No decorrer da história, não se encontrou uma justificativa do ponto de vista da saúde ou higiene para a remoção dos pelos. “Definitivamente, é mais um imperativo cultural do que evolucionário ou médico”, afirma a Rebecca Herzig.

De acordo com a autora, a depilação já causou muitos problemas às mulheres, inclusive a morte, a partir da década de 1920, quando o método de remoção por raios X se popularizou. Depois da descoberta das consequências da prática, relacionada ao surgimento de câncer e outras doenças, o uso do equipamento para esse fim foi banido.

Pornô e resistência

No Brasil, o costume de remover os pelos tem menos de um século. Denise Sant'Anna diz que, nas fotos da década de 1920, quando surge a moda praia, as meninas aparecem com as axilas peludas, apesar de já existirem anúncios de depilação nos jornais da época. “É recente no Brasil a ideia de que a mulher precisa se depilar, o homem mais ainda.”

Eliminar os pelos pubianos é um hábito ainda mais novo, disseminado principalmente depois dos anos 2000, por influência do fácil acesso à pornografia, que lançou a moda. “Tem a ver com a necessidade de as partes íntimas serem fotogênicas, como um rosto barbeado. Isso não existia antes”, declara a professora da PUC de São Paulo.
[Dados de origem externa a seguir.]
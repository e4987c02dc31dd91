//! Module manifests: declared identity, version, and capabilities.
//!
//! The manifest is persisted alongside the bundle as
//! `modules/<category>/<platform>/manifest.json` and is the input to
//! hard-gate selection: every declared capability's required suite must
//! pass before attestation.

use miette::Diagnostic;
use serde::{Deserialize, Serialize};
use thiserror::Error;

use crate::policy::path_is_safe;
use crate::types::{Capability, ModuleId};

/// `$id` of the manifest schema this crate understands.
pub const MANIFEST_SCHEMA_ID: &str = "modforge/manifest/1.0.0";

/// Errors from manifest parsing and validation.
#[derive(Debug, Error, Diagnostic)]
pub enum ManifestError {
    /// The document is not valid JSON or carries unknown keys.
    #[error("manifest does not conform to schema: {0}")]
    #[diagnostic(
        code(modforge::manifest::schema),
        help("Unknown top-level keys are rejected; check the field list against {MANIFEST_SCHEMA_ID}.")
    )]
    Schema(#[from] serde_json::Error),

    /// `version` is not MAJOR.MINOR.PATCH.
    #[error("manifest version {version:?} is not MAJOR.MINOR.PATCH: {source}")]
    #[diagnostic(code(modforge::manifest::version))]
    Version {
        version: String,
        #[source]
        source: semver::Error,
    },

    /// `module_id` does not equal `category + "/" + platform`.
    #[error("module_id {module_id} does not match category/platform {category}/{platform}")]
    #[diagnostic(code(modforge::manifest::identity_mismatch))]
    IdentityMismatch {
        module_id: String,
        category: String,
        platform: String,
    },

    /// The `$id` names a schema this build does not understand.
    #[error("unsupported manifest schema id {found:?} (expected {MANIFEST_SCHEMA_ID})")]
    #[diagnostic(code(modforge::manifest::unsupported_schema))]
    UnsupportedSchema { found: String },

    /// Entrypoint path is unsafe or empty.
    #[error("manifest entrypoint {entrypoint:?} is not a safe relative path")]
    #[diagnostic(code(modforge::manifest::entrypoint))]
    Entrypoint { entrypoint: String },

    /// No capabilities declared.
    #[error("manifest declares no capabilities")]
    #[diagnostic(code(modforge::manifest::no_capabilities))]
    NoCapabilities,
}

/// Declarative metadata describing a module's identity, version,
/// capabilities, and outputs. Unknown top-level keys are rejected.
#[derive(Debug, Clone, PartialEq, Serialize, Deserialize)]
#[serde(deny_unknown_fields)]
pub struct Manifest {
    #[serde(rename = "$id", default = "default_schema_id")]
    pub schema_id: String,
    pub module_id: ModuleId,
    pub version: String,
    pub category: String,
    pub platform: String,
    pub entrypoint: String,
    pub capabilities: Vec<Capability>,
    #[serde(default, skip_serializing_if = "Option::is_none")]
    pub auth: Option<serde_json::Value>,
    #[serde(default, skip_serializing_if = "Option::is_none")]
    pub pagination: Option<serde_json::Value>,
    #[serde(default, skip_serializing_if = "Option::is_none")]
    pub rate_limits: Option<serde_json::Value>,
    #[serde(default, skip_serializing_if = "Option::is_none")]
    pub outputs: Option<serde_json::Value>,
    #[serde(default, skip_serializing_if = "Option::is_none")]
    pub artifacts: Option<serde_json::Value>,
    #[serde(default, skip_serializing_if = "Option::is_none")]
    pub description: Option<String>,
    #[serde(default, skip_serializing_if = "Vec::is_empty")]
    pub dependencies: Vec<String>,
}

fn default_schema_id() -> String {
    MANIFEST_SCHEMA_ID.to_string()
}

impl Manifest {
    /// Parse from JSON bytes and run full validation.
    pub fn from_json(bytes: &[u8]) -> Result<Self, ManifestError> {
        let manifest: Manifest = serde_json::from_slice(bytes)?;
        manifest.validate()?;
        Ok(manifest)
    }

    /// Check invariants that serde cannot express.
    pub fn validate(&self) -> Result<(), ManifestError> {
        if self.schema_id != MANIFEST_SCHEMA_ID {
            return Err(ManifestError::UnsupportedSchema {
                found: self.schema_id.clone(),
            });
        }
        semver::Version::parse(&self.version).map_err(|source| ManifestError::Version {
            version: self.version.clone(),
            source,
        })?;
        if self.module_id.category() != self.category || self.module_id.platform() != self.platform
        {
            return Err(ManifestError::IdentityMismatch {
                module_id: self.module_id.to_string(),
                category: self.category.clone(),
                platform: self.platform.clone(),
            });
        }
        if self.entrypoint.is_empty() || !path_is_safe(&self.entrypoint) {
            return Err(ManifestError::Entrypoint {
                entrypoint: self.entrypoint.clone(),
            });
        }
        if self.capabilities.is_empty() {
            return Err(ManifestError::NoCapabilities);
        }
        Ok(())
    }

    /// Minimal manifest for a freshly scaffolded module.
    #[must_use]
    pub fn starter(module_id: &ModuleId, capabilities: Vec<Capability>) -> Self {
        let capabilities = if capabilities.is_empty() {
            vec![Capability::Pagination]
        } else {
            capabilities
        };
        Self {
            schema_id: MANIFEST_SCHEMA_ID.to_string(),
            module_id: module_id.clone(),
            version: "0.1.0".to_string(),
            category: module_id.category().to_string(),
            platform: module_id.platform().to_string(),
            entrypoint: "adapter.py".to_string(),
            capabilities,
            auth: None,
            pagination: None,
            rate_limits: None,
            outputs: None,
            artifacts: None,
            description: None,
            dependencies: Vec::new(),
        }
    }

    /// Whether a capability is declared.
    #[must_use]
    pub fn declares(&self, capability: Capability) -> bool {
        self.capabilities.contains(&capability)
    }
}

#[cfg(test)]
mod tests {
    use super::*;

    fn valid_json() -> serde_json::Value {
        serde_json::json!({
            "$id": MANIFEST_SCHEMA_ID,
            "module_id": "weather/openweather",
            "version": "1.2.3",
            "category": "weather",
            "platform": "openweather",
            "entrypoint": "adapter.py",
            "capabilities": ["auth", "pagination"],
        })
    }

    #[test]
    fn parses_valid_manifest() {
        let manifest = Manifest::from_json(valid_json().to_string().as_bytes()).unwrap();
        assert_eq!(manifest.module_id.to_string(), "weather/openweather");
        assert!(manifest.declares(Capability::Auth));
        assert!(!manifest.declares(Capability::Charts));
    }

    #[test]
    fn rejects_unknown_top_level_keys() {
        let mut doc = valid_json();
        doc["shiny"] = serde_json::json!(true);
        assert!(matches!(
            Manifest::from_json(doc.to_string().as_bytes()),
            Err(ManifestError::Schema(_))
        ));
    }

    #[test]
    fn rejects_loose_version() {
        let mut doc = valid_json();
        doc["version"] = serde_json::json!("1.2");
        assert!(matches!(
            Manifest::from_json(doc.to_string().as_bytes()),
            Err(ManifestError::Version { .. })
        ));
    }

    #[test]
    fn rejects_identity_mismatch() {
        let mut doc = valid_json();
        doc["platform"] = serde_json::json!("darksky");
        assert!(matches!(
            Manifest::from_json(doc.to_string().as_bytes()),
            Err(ManifestError::IdentityMismatch { .. })
        ));
    }

    #[test]
    fn starter_is_valid() {
        let id: ModuleId = "weather/openweather".parse().unwrap();
        let manifest = Manifest::starter(&id, vec![Capability::Auth]);
        manifest.validate().unwrap();
    }
}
Atualmente, há uma verdadeira repulsa aos pelos, sobretudo entre as gerações mais jovens. Contudo, isso não significa que corpos lisos serão o padrão de beleza eternamente. Para Rebecca Herzig, com base nos estudos para o seu livro, tudo é possível nesse aspecto. “Tendências quanto à depilação mudam o tempo todo, no curto e no longo prazo”, diz.

Homens lisos

Os corpos masculinos também estão cada vez mais livres de pelos, porém ainda não tanto quanto os femininos. Segundo Rebecca Herzig, nos Estados Unidos, 99% das mulheres se depilam, regularmente, enquanto 63% dos homens removem pelos corporais abaixo do pescoço. Livrar-se dos pelos também é uma preocupação crescente entre a população masculina. “Certamente, alguns homens sentem significativa ansiedade, vergonha e confusão acerca dos seus pelos”, diz a pesquisadora norte-americana.

A moda internacional dos jogadores de futebol e o papel de objeto de desejo que os homens também passaram a ocupar nas últimas décadas influenciam, na opinião de Denise Sant'Anna, essa busca dos homens pela depilação. “Na medida em que assumem essa função, eles também têm de ser limpos, lisos e depilados.”